Report back every line of the entries that contains "remotes", exactly as written.

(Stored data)
--------------------------------
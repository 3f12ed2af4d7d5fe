//! Raw key event classification.
//!
//! Terminal key events arrive as `crossterm::event::KeyEvent`; remote or
//! set-top-box front ends tunnel vendor key codes through the config's
//! `extra_enter_codes`. Both funnel into the small [`NavKey`] alphabet
//! before anything else looks at them.

use crate::event::NavKey;
use crossterm::event::{KeyCode, KeyEvent, KeyEventKind, KeyModifiers};

/// Vendor-specific select/enter code emitted by some CEC remotes.
pub const VENDOR_ENTER_KEY_CODE: u64 = 98_784_247_808;

/// Map a terminal key press onto the navigation alphabet. Non-press events
/// and unmapped keys return `None` and are dropped by the caller.
pub fn classify(event: &KeyEvent) -> Option<NavKey> {
    if event.kind != KeyEventKind::Press {
        return None;
    }
    match event.code {
        KeyCode::Up | KeyCode::Char('k') => Some(NavKey::Up),
        KeyCode::Down | KeyCode::Char('j') => Some(NavKey::Down),
        KeyCode::Left | KeyCode::Char('h') => Some(NavKey::Left),
        KeyCode::Right | KeyCode::Char('l') => Some(NavKey::Right),
        KeyCode::Enter => Some(NavKey::Enter),
        KeyCode::Esc | KeyCode::Backspace => Some(NavKey::Back),
        _ => None,
    }
}

/// Normalize a raw numeric key code from a non-terminal front end.
/// Codes listed in `extra_enter_codes` count as Enter alongside the
/// known vendor code.
///
/// Crossterm never surfaces raw 64-bit codes, so nothing in the terminal
/// binary calls this; it is the entry point for embedders (CEC daemons,
/// remote-control bridges) that deliver platform key codes directly and
/// read `InputConfig::extra_enter_codes` for site-specific remotes.
pub fn classify_raw(code: u64, extra_enter_codes: &[u64]) -> Option<NavKey> {
    if code == VENDOR_ENTER_KEY_CODE || extra_enter_codes.contains(&code) {
        return Some(NavKey::Enter);
    }
    None
}

/// Ctrl+C always quits, regardless of focus or capture state.
pub fn is_quit(event: &KeyEvent) -> bool {
    event.kind == KeyEventKind::Press
        && event.modifiers.contains(KeyModifiers::CONTROL)
        && event.code == KeyCode::Char('c')
}

#[cfg(test)]
mod tests {
    use super::*;
    use pretty_assertions::assert_eq;
    use rstest::rstest;

    fn press(code: KeyCode) -> KeyEvent {
        KeyEvent::new(code, KeyModifiers::NONE)
    }

    #[rstest]
    #[case(KeyCode::Up, NavKey::Up)]
    #[case(KeyCode::Char('j'), NavKey::Down)]
    #[case(KeyCode::Enter, NavKey::Enter)]
    #[case(KeyCode::Esc, NavKey::Back)]
    #[case(KeyCode::Backspace, NavKey::Back)]
    fn test_classify_maps_navigation_keys(#[case] code: KeyCode, #[case] expected: NavKey) {
        assert_eq!(classify(&press(code)), Some(expected));
    }

    #[test]
    fn test_classify_drops_release_events() {
        let mut event = press(KeyCode::Enter);
        event.kind = KeyEventKind::Release;
        assert_eq!(classify(&event), None);
    }

    #[test]
    fn test_classify_drops_unmapped_keys() {
        assert_eq!(classify(&press(KeyCode::Tab)), None);
        assert_eq!(classify(&press(KeyCode::Char('x'))), None);
    }

    #[test]
    fn test_vendor_enter_code_normalizes() {
        assert_eq!(classify_raw(VENDOR_ENTER_KEY_CODE, &[]), Some(NavKey::Enter));
        assert_eq!(classify_raw(13, &[]), None);
        assert_eq!(classify_raw(13, &[13]), Some(NavKey::Enter));
    }

    #[test]
    fn test_ctrl_c_quits() {
        let event = KeyEvent::new(KeyCode::Char('c'), KeyModifiers::CONTROL);
        assert!(is_quit(&event));
        assert!(!is_quit(&press(KeyCode::Char('c'))));
    }
}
--------------------------------
* **Solution to this task**:
/// Vendor-specific select/enter code emitted by some CEC remotes.
/// read `InputConfig::extra_enter_codes` for site-specific remotes.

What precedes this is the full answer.